Stored data:

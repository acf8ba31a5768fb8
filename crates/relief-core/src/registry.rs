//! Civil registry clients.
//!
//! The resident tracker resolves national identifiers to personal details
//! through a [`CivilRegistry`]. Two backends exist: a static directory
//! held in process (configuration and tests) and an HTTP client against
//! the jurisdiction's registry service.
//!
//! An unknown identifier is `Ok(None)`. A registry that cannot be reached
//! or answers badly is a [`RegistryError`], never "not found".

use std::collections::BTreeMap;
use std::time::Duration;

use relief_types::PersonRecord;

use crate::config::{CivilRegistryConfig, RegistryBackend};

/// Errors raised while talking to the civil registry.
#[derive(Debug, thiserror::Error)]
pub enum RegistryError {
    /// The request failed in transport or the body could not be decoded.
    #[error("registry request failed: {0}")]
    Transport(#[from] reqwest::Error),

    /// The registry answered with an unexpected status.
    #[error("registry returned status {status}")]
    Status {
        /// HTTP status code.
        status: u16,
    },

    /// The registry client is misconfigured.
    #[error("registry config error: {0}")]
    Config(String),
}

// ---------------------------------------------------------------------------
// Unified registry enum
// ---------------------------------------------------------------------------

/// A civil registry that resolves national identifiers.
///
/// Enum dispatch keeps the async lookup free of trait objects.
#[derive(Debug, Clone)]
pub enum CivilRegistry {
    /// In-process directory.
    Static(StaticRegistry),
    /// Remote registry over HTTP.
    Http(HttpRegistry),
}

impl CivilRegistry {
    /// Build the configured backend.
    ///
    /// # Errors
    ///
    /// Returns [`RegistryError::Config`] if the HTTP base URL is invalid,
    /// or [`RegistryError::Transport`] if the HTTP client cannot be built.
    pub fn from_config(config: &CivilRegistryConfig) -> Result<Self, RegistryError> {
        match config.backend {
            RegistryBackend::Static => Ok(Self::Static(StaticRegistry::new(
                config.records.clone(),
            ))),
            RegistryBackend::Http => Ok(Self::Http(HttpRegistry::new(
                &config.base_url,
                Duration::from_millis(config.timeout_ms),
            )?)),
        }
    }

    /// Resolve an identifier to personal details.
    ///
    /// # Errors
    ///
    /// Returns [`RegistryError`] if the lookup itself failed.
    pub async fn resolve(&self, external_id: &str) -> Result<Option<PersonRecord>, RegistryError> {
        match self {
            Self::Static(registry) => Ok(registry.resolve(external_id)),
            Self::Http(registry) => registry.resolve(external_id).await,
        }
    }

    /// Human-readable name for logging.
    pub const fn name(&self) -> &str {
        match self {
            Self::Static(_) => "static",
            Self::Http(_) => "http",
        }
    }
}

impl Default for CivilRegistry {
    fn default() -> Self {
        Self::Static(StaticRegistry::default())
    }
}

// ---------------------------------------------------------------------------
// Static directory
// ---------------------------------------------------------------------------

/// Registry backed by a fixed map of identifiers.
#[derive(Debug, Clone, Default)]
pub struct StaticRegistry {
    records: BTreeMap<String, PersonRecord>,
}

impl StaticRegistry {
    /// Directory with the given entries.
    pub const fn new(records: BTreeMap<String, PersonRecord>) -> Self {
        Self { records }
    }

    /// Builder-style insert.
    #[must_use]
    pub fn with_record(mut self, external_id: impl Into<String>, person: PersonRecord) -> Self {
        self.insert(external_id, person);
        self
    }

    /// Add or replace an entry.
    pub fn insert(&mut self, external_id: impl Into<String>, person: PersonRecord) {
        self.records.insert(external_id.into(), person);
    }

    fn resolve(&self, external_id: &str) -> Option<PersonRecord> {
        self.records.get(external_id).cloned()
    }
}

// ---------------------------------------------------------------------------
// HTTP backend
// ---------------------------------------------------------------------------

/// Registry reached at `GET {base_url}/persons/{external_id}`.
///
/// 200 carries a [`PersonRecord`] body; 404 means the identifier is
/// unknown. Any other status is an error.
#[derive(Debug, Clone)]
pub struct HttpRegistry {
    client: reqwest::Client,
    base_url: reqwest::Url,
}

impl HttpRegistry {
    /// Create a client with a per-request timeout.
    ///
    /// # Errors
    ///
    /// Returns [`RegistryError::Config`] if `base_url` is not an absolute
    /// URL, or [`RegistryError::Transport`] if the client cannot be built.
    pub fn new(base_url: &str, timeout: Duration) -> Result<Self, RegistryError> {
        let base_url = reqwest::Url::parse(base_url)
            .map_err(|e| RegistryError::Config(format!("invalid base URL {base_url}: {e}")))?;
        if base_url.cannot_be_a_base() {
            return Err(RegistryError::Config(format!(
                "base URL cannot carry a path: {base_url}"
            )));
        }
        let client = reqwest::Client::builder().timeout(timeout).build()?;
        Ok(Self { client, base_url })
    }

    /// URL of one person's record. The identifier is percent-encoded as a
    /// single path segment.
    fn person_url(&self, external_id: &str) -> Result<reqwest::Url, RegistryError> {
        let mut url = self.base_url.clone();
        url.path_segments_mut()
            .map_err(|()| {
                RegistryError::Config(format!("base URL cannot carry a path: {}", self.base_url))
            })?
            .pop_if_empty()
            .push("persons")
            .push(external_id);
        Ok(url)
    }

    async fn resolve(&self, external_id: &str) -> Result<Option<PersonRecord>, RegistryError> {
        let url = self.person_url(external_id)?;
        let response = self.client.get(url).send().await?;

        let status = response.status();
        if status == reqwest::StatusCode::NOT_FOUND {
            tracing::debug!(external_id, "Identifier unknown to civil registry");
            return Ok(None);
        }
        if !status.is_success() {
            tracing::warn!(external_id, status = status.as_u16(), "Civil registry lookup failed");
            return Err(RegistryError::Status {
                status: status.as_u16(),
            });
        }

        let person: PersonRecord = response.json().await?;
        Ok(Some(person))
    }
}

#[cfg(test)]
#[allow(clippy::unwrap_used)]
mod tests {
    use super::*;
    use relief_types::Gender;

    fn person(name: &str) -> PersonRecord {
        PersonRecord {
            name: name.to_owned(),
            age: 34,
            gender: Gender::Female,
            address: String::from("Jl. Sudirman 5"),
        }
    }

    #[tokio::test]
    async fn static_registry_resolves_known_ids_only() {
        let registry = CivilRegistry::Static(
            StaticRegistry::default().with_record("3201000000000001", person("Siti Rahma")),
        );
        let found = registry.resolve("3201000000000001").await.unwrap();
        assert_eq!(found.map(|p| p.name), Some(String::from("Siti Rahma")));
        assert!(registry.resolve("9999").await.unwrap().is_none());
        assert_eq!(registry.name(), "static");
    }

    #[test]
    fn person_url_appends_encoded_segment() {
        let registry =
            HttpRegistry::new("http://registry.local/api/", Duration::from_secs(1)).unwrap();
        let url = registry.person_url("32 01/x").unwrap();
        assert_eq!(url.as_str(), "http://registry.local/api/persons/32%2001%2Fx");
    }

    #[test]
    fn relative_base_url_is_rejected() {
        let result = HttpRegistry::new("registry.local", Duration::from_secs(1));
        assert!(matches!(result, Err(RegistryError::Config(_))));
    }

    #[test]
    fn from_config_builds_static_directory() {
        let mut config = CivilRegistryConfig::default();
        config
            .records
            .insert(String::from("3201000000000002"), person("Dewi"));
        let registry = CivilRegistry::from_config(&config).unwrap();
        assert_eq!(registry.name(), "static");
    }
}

— TASK OBJECTIVE —
Every record above must be duplicated exactly.

— RESULT OF THIS TASK —
repository acf8ba31a5768fb8
filename crates/relief-core/src/registry.rs
//! Civil registry clients.
//!
//! The resident tracker resolves national identifiers to personal details
//! through a [`CivilRegistry`]. Two backends exist: a static directory
//! held in process (configuration and tests) and an HTTP client against
//! the jurisdiction's registry service.
//!
//! An unknown identifier is `Ok(None)`. A registry that cannot be reached
//! or answers badly is a [`RegistryError`], never "not found".

use std::collections::BTreeMap;
use std::time::Duration;

use relief_types::PersonRecord;

use crate::config::{CivilRegistryConfig, RegistryBackend};

/// Errors raised while talking to the civil registry.
#[derive(Debug, thiserror::Error)]
pub enum RegistryError {
    /// The request failed in transport or the body could not be decoded.
    #[error("registry request failed: {0}")]
    Transport(#[from] reqwest::Error),

    /// The registry answered with an unexpected status.
    #[error("registry returned status {status}")]
    Status {
        /// HTTP status code.
        status: u16,
    },

    /// The registry client is misconfigured.
    #[error("registry config error: {0}")]
    Config(String),
}

// ---------------------------------------------------------------------------
// Unified registry enum
// ---------------------------------------------------------------------------

/// A civil registry that resolves national identifiers.
///
/// Enum dispatch keeps the async lookup free of trait objects.
#[derive(Debug, Clone)]
pub enum CivilRegistry {
    /// In-process directory.
    Static(StaticRegistry),
    /// Remote registry over HTTP.
    Http(HttpRegistry),
}

impl CivilRegistry {
    /// Build the configured backend.
    ///
    /// # Errors
    ///
    /// Returns [`RegistryError::Config`] if the HTTP base URL is invalid,
    /// or [`RegistryError::Transport`] if the HTTP client cannot be built.
    pub fn from_config(config: &CivilRegistryConfig) -> Result<Self, RegistryError> {
        match config.backend {
            RegistryBackend::Static => Ok(Self::Static(StaticRegistry::new(
                config.records.clone(),
            ))),
            RegistryBackend::Http => Ok(Self::Http(HttpRegistry::new(
                &config.base_url,
                Duration::from_millis(config.timeout_ms),
            )?)),
        }
    }

    /// Resolve an identifier to personal details.
    ///
    /// # Errors
    ///
    /// Returns [`RegistryError`] if the lookup itself failed.
    pub async fn resolve(&self, external_id: &str) -> Result<Option<PersonRecord>, RegistryError> {
        match self {
            Self::Static(registry) => Ok(registry.resolve(external_id)),
            Self::Http(registry) => registry.resolve(external_id).await,
        }
    }

    /// Human-readable name for logging.
    pub const fn name(&self) -> &str {
        match self {
            Self::Static(_) => "static",
            Self::Http(_) => "http",
        }
    }
}

impl Default for CivilRegistry {
    fn default() -> Self {
        Self::Static(StaticRegistry::default())
    }
}

// ---------------------------------------------------------------------------
// Static directory
// ---------------------------------------------------------------------------

/// Registry backed by a fixed map of identifiers.
#[derive(Debug, Clone, Default)]
pub struct StaticRegistry {
    records: BTreeMap<String, PersonRecord>,
}

impl StaticRegistry {
    /// Directory with the given entries.
    pub const fn new(records: BTreeMap<String, PersonRecord>) -> Self {
        Self { records }
    }

    /// Builder-style insert.
    #[must_use]
    pub fn with_record(mut self, external_id: impl Into<String>, person: PersonRecord) -> Self {
        self.insert(external_id, person);
        self
    }

    /// Add or replace an entry.
    pub fn insert(&mut self, external_id: impl Into<String>, person: PersonRecord) {
        self.records.insert(external_id.into(), person);
    }

    fn resolve(&self, external_id: &str) -> Option<PersonRecord> {
        self.records.get(external_id).cloned()
    }
}

// ---------------------------------------------------------------------------
// HTTP backend
// ---------------------------------------------------------------------------

/// Registry reached at `GET {base_url}/persons/{external_id}`.
///
/// 200 carries a [`PersonRecord`] body; 404 means the identifier is
/// unknown. Any other status is an error.
#[derive(Debug, Clone)]
pub struct HttpRegistry {
    client: reqwest::Client,
    base_url: reqwest::Url,
}

impl HttpRegistry {
    /// Create a client with a per-request timeout.
    ///
    /// # Errors
    ///
    /// Returns [`RegistryError::Config`] if `base_url` is not an absolute
    /// URL, or [`RegistryError::Transport`] if the client cannot be built.
    pub fn new(base_url: &str, timeout: Duration) -> Result<Self, RegistryError> {
        let base_url = reqwest::Url::parse(base_url)
            .map_err(|e| RegistryError::Config(format!("invalid base URL {base_url}: {e}")))?;
        if base_url.cannot_be_a_base() {
            return Err(RegistryError::Config(format!(
                "base URL cannot carry a path: {base_url}"
            )));
        }
        let client = reqwest::Client::builder().timeout(timeout).build()?;
        Ok(Self { client, base_url })
    }

    /// URL of one person's record. The identifier is percent-encoded as a
    /// single path segment.
    fn person_url(&self, external_id: &str) -> Result<reqwest::Url, RegistryError> {
        let mut url = self.base_url.clone();
        url.path_segments_mut()
            .map_err(|()| {
                RegistryError::Config(format!("base URL cannot carry a path: {}", self.base_url))
            })?
            .pop_if_empty()
            .push("persons")
            .push(external_id);
        Ok(url)
    }

    async fn resolve(&self, external_id: &str) -> Result<Option<PersonRecord>, RegistryError> {
        let url = self.person_url(external_id)?;
        let response = self.client.get(url).send().await?;

        let status = response.status();
        if status == reqwest::StatusCode::NOT_FOUND {
            tracing::debug!(external_id, "Identifier unknown to civil registry");
            return Ok(None);
        }
        if !status.is_success() {
            tracing::warn!(external_id, status = status.as_u16(), "Civil registry lookup failed");
            return Err(RegistryError::Status {
                status: status.as_u16(),
            });
        }

        let person: PersonRecord = response.json().await?;
        Ok(Some(person))
    }
}

#[cfg(test)]
#[allow(clippy::unwrap_used)]
mod tests {
    use super::*;
    use relief_types::Gender;

    fn person(name: &str) -> PersonRecord {
        PersonRecord {
            name: name.to_owned(),
            age: 34,
            gender: Gender::Female,
            address: String::from("Jl. Sudirman 5"),
        }
    }

    #[tokio::test]
    async fn static_registry_resolves_known_ids_only() {
        let registry = CivilRegistry::Static(
            StaticRegistry::default().with_record("3201000000000001", person("Siti Rahma")),
        );
        let found = registry.resolve("3201000000000001").await.unwrap();
        assert_eq!(found.map(|p| p.name), Some(String::from("Siti Rahma")));
        assert!(registry.resolve("9999").await.unwrap().is_none());
        assert_eq!(registry.name(), "static");
    }

    #[test]
    fn person_url_appends_encoded_segment() {
        let registry =
            HttpRegistry::new("http://registry.local/api/", Duration::from_secs(1)).unwrap();
        let url = registry.person_url("32 01/x").unwrap();
        assert_eq!(url.as_str(), "http://registry.local/api/persons/32%2001%2Fx");
    }

    #[test]
    fn relative_base_url_is_rejected() {
        let result = HttpRegistry::new("registry.local", Duration::from_secs(1));
        assert!(matches!(result, Err(RegistryError::Config(_))));
    }

    #[test]
    fn from_config_builds_static_directory() {
        let mut config = CivilRegistryConfig::default();
        config
            .records
            .insert(String::from("3201000000000002"), person("Dewi"));
        let registry = CivilRegistry::from_config(&config).unwrap();
        assert_eq!(registry.name(), "static");
    }
}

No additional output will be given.